The biggest challenge he’s faced as a business owner, however, has been the effect his medical condition has had on his time in the office.

Over the course of his life, Bastian has had 52 surgeries, most of which have required a recovery period afterwards.

It’s a pattern he and Martella have grown used to, he said. Having the built-in accommodation of a supportive business partner and friend has made his longtime ownership possible, he said.

“I overcame that by having a partner that was like a brother to me,” Bastian said.

Minto, of Elmont, said she sometimes can't believe that she’s going to be a business owner.

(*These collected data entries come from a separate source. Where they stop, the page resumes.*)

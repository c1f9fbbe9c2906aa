//! The envelope every service and every network event travels in.
//!
//! Mirrors `netcore/message.h`'s `message` class: a sender/receiver pair, a
//! type tag that distinguishes plain service traffic from network-originated
//! events, an optional header blob carried alongside the payload, and the
//! payload itself as a [`crate::buffer::Buffer`]. `network_logic_error`
//! carries one of the two categories the reference reports
//! (`netcore/components/tcp/network.h`).

use crate::buffer::Buffer;
use crate::id::{ServiceId, SessionId};

/// Implemented by whatever owns service mailboxes (the service pool, in
/// practice) so the I/O worker can hand network events off without knowing
/// anything about service dispatch. Kept as a trait object rather than a
/// concrete type to avoid a dependency cycle between `session`/`io_worker`
/// and `service_pool`.
pub trait MessageSink: Send + Sync {
    fn dispatch(&self, owner: ServiceId, msg: Message);
}

/// Distinguishes plain inter-service traffic from the network lifecycle
/// events the I/O subsystem injects into a service's mailbox. Numeric values
/// are not load-bearing (this is not an on-the-wire tag) but are kept stable
/// for log readability.
#[derive(Clone, Copy, Debug, Eq, PartialEq)]
pub enum MessageType {
    Unknown = 0,
    System = 1,
    Text = 2,
    Lua = 3,
    Socket = 4,
    Error = 5,
    NetworkConnect = 0x21,
    NetworkRecv = 0x22,
    NetworkClose = 0x23,
    NetworkError = 0x24,
    NetworkLogicError = 0x25,
}

impl MessageType {
    /// Service-originated traffic a [`crate::service::Service`] sent deliberately,
    /// as opposed to a network event the I/O subsystem injected.
    pub fn is_service_message(self) -> bool {
        matches!(
            self,
            MessageType::System | MessageType::Text | MessageType::Lua | MessageType::Socket | MessageType::Error
        )
    }

    pub fn is_network_message(self) -> bool {
        matches!(
            self,
            MessageType::NetworkConnect
                | MessageType::NetworkRecv
                | MessageType::NetworkClose
                | MessageType::NetworkError
                | MessageType::NetworkLogicError
        )
    }
}

/// The two ways a session can go bad mid-stream, reported via a
/// [`MessageType::NetworkLogicError`] message rather than tearing the process
/// down.
#[derive(Clone, Copy, Debug, Eq, PartialEq)]
pub enum NetworkErrorCategory {
    /// An incoming frame declared a length over [`crate::session::MAX_MSG_SIZE`].
    MessageSizeMax,
    /// No bytes observed on the socket within the configured idle timeout.
    SocketReadTimeout,
}

/// A message routed between services, or pushed into a service's mailbox by
/// the I/O subsystem on behalf of one of its sessions.
pub struct Message {
    sender: ServiceId,
    receiver: ServiceId,
    session: Option<SessionId>,
    msg_type: MessageType,
    network_error: Option<NetworkErrorCategory>,
    header: Option<String>,
    payload: Buffer,
    broadcast: bool,
}

impl Message {
    pub fn new(msg_type: MessageType, payload: Buffer) -> Message {
        Message {
            sender: ServiceId::BROADCAST,
            receiver: ServiceId::BROADCAST,
            session: None,
            msg_type,
            network_error: None,
            header: None,
            payload,
            broadcast: false,
        }
    }

    /// Builds one of the network lifecycle events the I/O subsystem injects
    /// into a service's mailbox on behalf of `session`.
    pub fn network_event(msg_type: MessageType, session: SessionId, payload: Buffer) -> Message {
        debug_assert!(msg_type.is_network_message());
        Message {
            sender: ServiceId::BROADCAST,
            receiver: ServiceId::BROADCAST,
            session: Some(session),
            msg_type,
            network_error: None,
            header: None,
            payload,
            broadcast: false,
        }
    }

    /// Builds a [`MessageType::NetworkLogicError`] event for `session`.
    pub fn network_logic_error(session: SessionId, category: NetworkErrorCategory) -> Message {
        Message {
            sender: ServiceId::BROADCAST,
            receiver: ServiceId::BROADCAST,
            session: Some(session),
            msg_type: MessageType::NetworkLogicError,
            network_error: Some(category),
            header: None,
            payload: Buffer::new(),
            broadcast: false,
        }
    }

    #[inline]
    pub fn sender(&self) -> ServiceId {
        self.sender
    }

    #[inline]
    pub fn set_sender(&mut self, id: ServiceId) {
        self.sender = id;
    }

    #[inline]
    pub fn receiver(&self) -> ServiceId {
        self.receiver
    }

    #[inline]
    pub fn set_receiver(&mut self, id: ServiceId) {
        self.receiver = id;
    }

    #[inline]
    pub fn session(&self) -> Option<SessionId> {
        self.session
    }

    #[inline]
    pub fn set_session(&mut self, id: SessionId) {
        self.session = Some(id);
    }

    #[inline]
    pub fn msg_type(&self) -> MessageType {
        self.msg_type
    }

    #[inline]
    pub fn set_type(&mut self, msg_type: MessageType) {
        self.msg_type = msg_type;
    }

    #[inline]
    pub fn network_error(&self) -> Option<NetworkErrorCategory> {
        self.network_error
    }

    #[inline]
    pub fn header(&self) -> Option<&str> {
        self.header.as_deref()
    }

    #[inline]
    pub fn set_header(&mut self, header: impl Into<String>) {
        self.header = Some(header.into());
    }

    #[inline]
    pub fn payload(&self) -> &Buffer {
        &self.payload
    }

    #[inline]
    pub fn payload_mut(&mut self) -> &mut Buffer {
        &mut self.payload
    }

    #[inline]
    pub fn into_payload(self) -> Buffer {
        self.payload
    }

    #[inline]
    pub fn bytes(&self) -> &[u8] {
        self.payload.as_slice()
    }

    #[inline]
    pub fn is_broadcast(&self) -> bool {
        self.broadcast
    }

    #[inline]
    pub fn set_broadcast(&mut self, v: bool) {
        self.broadcast = v;
    }
}

impl Clone for Message {
    /// Deep-copies the payload buffer, matching `message::operator=`'s value
    /// semantics in the reference - a sent message never aliases the sender's
    /// buffer with the receiver's.
    fn clone(&self) -> Message {
        Message {
            sender: self.sender,
            receiver: self.receiver,
            session: self.session,
            msg_type: self.msg_type,
            network_error: self.network_error,
            header: self.header.clone(),
            payload: self.payload.clone(),
            broadcast: self.broadcast,
        }
    }
}

#[cfg(test)]
mod tests {
    use super::*;

    #[test]
    fn test_service_vs_network_classification() {
        assert!(MessageType::Text.is_service_message());
        assert!(!MessageType::Text.is_network_message());
        assert!(MessageType::NetworkRecv.is_network_message());
        assert!(!MessageType::NetworkRecv.is_service_message());
    }

    #[test]
    fn test_clone_deep_copies_payload() {
        let mut msg = Message::new(MessageType::Text, Buffer::from_slice(b"hello", 0));
        let clone = msg.clone();
        msg.payload_mut().clear();
        msg.payload_mut().write_back(b"changed");
        assert_eq!(clone.bytes(), b"hello");
    }

    #[test]
    fn test_network_logic_error_carries_category() {
        let msg = Message::network_logic_error(SessionId::new(0, 4), NetworkErrorCategory::MessageSizeMax);
        assert_eq!(msg.msg_type(), MessageType::NetworkLogicError);
        assert_eq!(msg.network_error(), Some(NetworkErrorCategory::MessageSizeMax));
        assert_eq!(msg.session(), Some(SessionId::new(0, 4)));
    }
}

“It’s still hard for me to say, ‘Yes, I’m an entrepreneur now,' ” said Minto, who earlier this year won first place in the inaugural IdeaSpark Pitchfest, the culminating event in the Iona and Viscardi entrepreneur pilot program.

Kimberly Minto says her idea for a digital fashion magazine for wheelchair-using women was inspired by Instagram. Credit: Debbie Egan-Chin

Minto, who won $4,000 to help launch her publication, said she likely wouldn't have pursued self employment had her job search gone differently.

The job hunt had grown increasingly frustrating after graduation, with multiple positive interviews that lead to nothing. On one occasion, after receiving a formal job offer and then waiting for an official start date for a customer service role, Minto said she was told the position was no longer available.

When she followed up to ask if they had any other positions that might work for a wheelchair user, she never heard back, Minto said.

While she said she doesn’t know for a fact whether she was discriminated against in the hiring process, she said she is keenly aware that employers may make snap judgments based on the perception of her abilities.

Now, she finds herself in the driver's seat of a new enterprise with the opportunity to help others.

“At a young age I always knew I was going to do something for the disabled community," she said. "I just didn’t know what.”